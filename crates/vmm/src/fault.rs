//! Page-fault resolution.
//!
//! A fault on a user page is resolved by obtaining a frame, filling it from
//! the page's backing store and installing the translation. Faults in the
//! stack region with no entry grow the stack, provided the access is no more
//! than the configured slack below the stack pointer.

use core::fmt;

use crate::{
    AllocFlags, Backing, BlockDevice, FrameNumber, MappingId, PageNumber, PageTableEntry,
    ProcessId, SwapSlot, VirtualAddress, VmError, arch, vm::VmState,
};

/// A page fault as delivered by the trap handler.
#[derive(Debug, Clone, Copy, PartialEq, Eq)]
pub struct PageFault {
    /// The faulting address.
    pub address: VirtualAddress,
    pub write: bool,
    /// User stack pointer at the time of the fault.
    pub stack_pointer: VirtualAddress,
}

impl PageFault {
    pub const fn new(address: VirtualAddress, write: bool, stack_pointer: VirtualAddress) -> Self {
        Self {
            address,
            write,
            stack_pointer,
        }
    }

    /// Builds a fault from the architecture's exception error code.
    pub fn from_error_code(
        address: VirtualAddress,
        error_code: u64,
        stack_pointer: VirtualAddress,
    ) -> Self {
        Self::new(address, arch::is_write_fault(error_code), stack_pointer)
    }
}

/// Why a fault could not be resolved.
#[derive(Debug, Clone, Copy, PartialEq, Eq)]
pub enum FaultError {
    NoSuchProcess,
    /// The address is not in user space.
    KernelAddress,
    /// A write to a read-only page.
    PermissionDenied,
    /// A stack-region access too far below the stack pointer.
    BeyondStack,
    /// Nothing backs the page.
    Unbacked,
    OutOfFrames,
    SwapFull,
    /// The backing store could not be read or written.
    Io,
}

impl fmt::Display for FaultError {
    fn fmt(&self, f: &mut fmt::Formatter<'_>) -> fmt::Result {
        f.write_str(match self {
            Self::NoSuchProcess => "no address space",
            Self::KernelAddress => "kernel address",
            Self::PermissionDenied => "write to read-only page",
            Self::BeyondStack => "access below the stack pointer",
            Self::Unbacked => "no backing for page",
            Self::OutOfFrames => "out of frames",
            Self::SwapFull => "swap is full",
            Self::Io => "backing store i/o error",
        })
    }
}

impl core::error::Error for FaultError {}

impl From<VmError> for FaultError {
    fn from(err: VmError) -> Self {
        match err {
            VmError::OutOfFrames => Self::OutOfFrames,
            VmError::SwapFull => Self::SwapFull,
            VmError::NoSuchProcess(_) => Self::NoSuchProcess,
            VmError::Fault(err) => err,
            _ => Self::Io,
        }
    }
}

/// Where the contents of a faulting page come from.
#[derive(Debug, Clone, Copy)]
enum Source {
    /// A new stack page.
    Zero,
    Swap(SwapSlot),
    File(MappingId),
}

impl<D: BlockDevice> VmState<D> {
    /// Makes the page containing `fault.address` resident in `pid`'s address
    /// space, returning the frame that now backs it.
    ///
    /// # Panics
    ///
    /// Panics if the page is already resident and the access is allowed, since
    /// the MMU cannot have faulted on it.
    pub(crate) fn resolve_fault(
        &mut self,
        pid: ProcessId,
        fault: &PageFault,
    ) -> Result<FrameNumber, FaultError> {
        if !fault.address.is_user() {
            return Err(FaultError::KernelAddress);
        }
        let page = fault.address.page_number();
        let space = self.spaces.get(&pid).ok_or(FaultError::NoSuchProcess)?;
        let entry = space.entry(page).copied();

        if let Some(entry) = entry {
            if fault.write && !entry.is_writable() {
                return Err(FaultError::PermissionDenied);
            }
            assert!(
                !entry.is_resident(),
                "{page:?} of {pid} faulted while resident"
            );
        }

        let source = self.fault_source(fault, entry)?;
        log::trace!("fault: {} in {pid} from {source:?}", fault.address);

        let flags = match source {
            Source::Zero => AllocFlags::ZERO,
            Source::Swap(_) | Source::File(_) => AllocFlags::empty(),
        };
        let frame = self.acquire_frame(flags, pid, page)?;
        if let Err(err) = self.populate(frame, page, source) {
            self.frames.release(frame);
            return Err(err.into());
        }
        self.frames.mark_not_referenced(frame);

        let space = self
            .spaces
            .get_mut(&pid)
            .expect("address space vanished while resolving a fault");
        match source {
            Source::Zero => {
                let installed = space.install_frame(page, frame, true);
                debug_assert!(installed);
            }
            Source::Swap(_) | Source::File(_) => space.fault_in(page, frame),
        }
        Ok(frame)
    }

    fn fault_source(
        &self,
        fault: &PageFault,
        entry: Option<PageTableEntry>,
    ) -> Result<Source, FaultError> {
        let backing = entry.map(|entry| entry.backing());
        if self.config.in_stack_region(fault.address) {
            let lowest = fault.stack_pointer.saturating_sub(self.config.stack_slack);
            if fault.address < lowest {
                return Err(FaultError::BeyondStack);
            }
            return match backing {
                None => Ok(Source::Zero),
                Some(Backing::Swap(slot)) => Ok(Source::Swap(slot)),
                Some(_) => Err(FaultError::Unbacked),
            };
        }
        match backing {
            Some(Backing::Swap(slot)) => Ok(Source::Swap(slot)),
            Some(Backing::File(id)) => Ok(Source::File(id)),
            _ => Err(FaultError::Unbacked),
        }
    }

    fn populate(
        &mut self,
        frame: FrameNumber,
        page: PageNumber,
        source: Source,
    ) -> Result<(), VmError> {
        match source {
            Source::Zero => Ok(()),
            Source::Swap(slot) => self.swap.load(slot, self.frames.bytes_mut(frame)),
            Source::File(id) => {
                let mapping = self
                    .mappings
                    .get(id)
                    .expect("file-backed page refers to a missing mapping");
                mapping.read_page(page, self.frames.bytes_mut(frame));
                Ok(())
            }
        }
    }
}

Task brief: Whatever is in the entries above, write it out exactly.

Your solution:
filename crates/vmm/src/fault.rs
//! Page-fault resolution.
//!
//! A fault on a user page is resolved by obtaining a frame, filling it from
//! the page's backing store and installing the translation. Faults in the
//! stack region with no entry grow the stack, provided the access is no more
//! than the configured slack below the stack pointer.

use core::fmt;

use crate::{
    AllocFlags, Backing, BlockDevice, FrameNumber, MappingId, PageNumber, PageTableEntry,
    ProcessId, SwapSlot, VirtualAddress, VmError, arch, vm::VmState,
};

/// A page fault as delivered by the trap handler.
#[derive(Debug, Clone, Copy, PartialEq, Eq)]
pub struct PageFault {
    /// The faulting address.
    pub address: VirtualAddress,
    pub write: bool,
    /// User stack pointer at the time of the fault.
    pub stack_pointer: VirtualAddress,
}

impl PageFault {
    pub const fn new(address: VirtualAddress, write: bool, stack_pointer: VirtualAddress) -> Self {
        Self {
            address,
            write,
            stack_pointer,
        }
    }

    /// Builds a fault from the architecture's exception error code.
    pub fn from_error_code(
        address: VirtualAddress,
        error_code: u64,
        stack_pointer: VirtualAddress,
    ) -> Self {
        Self::new(address, arch::is_write_fault(error_code), stack_pointer)
    }
}

/// Why a fault could not be resolved.
#[derive(Debug, Clone, Copy, PartialEq, Eq)]
pub enum FaultError {
    NoSuchProcess,
    /// The address is not in user space.
    KernelAddress,
    /// A write to a read-only page.
    PermissionDenied,
    /// A stack-region access too far below the stack pointer.
    BeyondStack,
    /// Nothing backs the page.
    Unbacked,
    OutOfFrames,
    SwapFull,
    /// The backing store could not be read or written.
    Io,
}

impl fmt::Display for FaultError {
    fn fmt(&self, f: &mut fmt::Formatter<'_>) -> fmt::Result {
        f.write_str(match self {
            Self::NoSuchProcess => "no address space",
            Self::KernelAddress => "kernel address",
            Self::PermissionDenied => "write to read-only page",
            Self::BeyondStack => "access below the stack pointer",
            Self::Unbacked => "no backing for page",
            Self::OutOfFrames => "out of frames",
            Self::SwapFull => "swap is full",
            Self::Io => "backing store i/o error",
        })
    }
}

impl core::error::Error for FaultError {}

impl From<VmError> for FaultError {
    fn from(err: VmError) -> Self {
        match err {
            VmError::OutOfFrames => Self::OutOfFrames,
            VmError::SwapFull => Self::SwapFull,
            VmError::NoSuchProcess(_) => Self::NoSuchProcess,
            VmError::Fault(err) => err,
            _ => Self::Io,
        }
    }
}

/// Where the contents of a faulting page come from.
#[derive(Debug, Clone, Copy)]
enum Source {
    /// A new stack page.
    Zero,
    Swap(SwapSlot),
    File(MappingId),
}

impl<D: BlockDevice> VmState<D> {
    /// Makes the page containing `fault.address` resident in `pid`'s address
    /// space, returning the frame that now backs it.
    ///
    /// # Panics
    ///
    /// Panics if the page is already resident and the access is allowed, since
    /// the MMU cannot have faulted on it.
    pub(crate) fn resolve_fault(
        &mut self,
        pid: ProcessId,
        fault: &PageFault,
    ) -> Result<FrameNumber, FaultError> {
        if !fault.address.is_user() {
            return Err(FaultError::KernelAddress);
        }
        let page = fault.address.page_number();
        let space = self.spaces.get(&pid).ok_or(FaultError::NoSuchProcess)?;
        let entry = space.entry(page).copied();

        if let Some(entry) = entry {
            if fault.write && !entry.is_writable() {
                return Err(FaultError::PermissionDenied);
            }
            assert!(
                !entry.is_resident(),
                "{page:?} of {pid} faulted while resident"
            );
        }

        let source = self.fault_source(fault, entry)?;
        log::trace!("fault: {} in {pid} from {source:?}", fault.address);

        let flags = match source {
            Source::Zero => AllocFlags::ZERO,
            Source::Swap(_) | Source::File(_) => AllocFlags::empty(),
        };
        let frame = self.acquire_frame(flags, pid, page)?;
        if let Err(err) = self.populate(frame, page, source) {
            self.frames.release(frame);
            return Err(err.into());
        }
        self.frames.mark_not_referenced(frame);

        let space = self
            .spaces
            .get_mut(&pid)
            .expect("address space vanished while resolving a fault");
        match source {
            Source::Zero => {
                let installed = space.install_frame(page, frame, true);
                debug_assert!(installed);
            }
            Source::Swap(_) | Source::File(_) => space.fault_in(page, frame),
        }
        Ok(frame)
    }

    fn fault_source(
        &self,
        fault: &PageFault,
        entry: Option<PageTableEntry>,
    ) -> Result<Source, FaultError> {
        let backing = entry.map(|entry| entry.backing());
        if self.config.in_stack_region(fault.address) {
            let lowest = fault.stack_pointer.saturating_sub(self.config.stack_slack);
            if fault.address < lowest {
                return Err(FaultError::BeyondStack);
            }
            return match backing {
                None => Ok(Source::Zero),
                Some(Backing::Swap(slot)) => Ok(Source::Swap(slot)),
                Some(_) => Err(FaultError::Unbacked),
            };
        }
        match backing {
            Some(Backing::Swap(slot)) => Ok(Source::Swap(slot)),
            Some(Backing::File(id)) => Ok(Source::File(id)),
            _ => Err(FaultError::Unbacked),
        }
    }

    fn populate(
        &mut self,
        frame: FrameNumber,
        page: PageNumber,
        source: Source,
    ) -> Result<(), VmError> {
        match source {
            Source::Zero => Ok(()),
            Source::Swap(slot) => self.swap.load(slot, self.frames.bytes_mut(frame)),
            Source::File(id) => {
                let mapping = self
                    .mappings
                    .get(id)
                    .expect("file-backed page refers to a missing mapping");
                mapping.read_page(page, self.frames.bytes_mut(frame));
                Ok(())
            }
        }
    }
}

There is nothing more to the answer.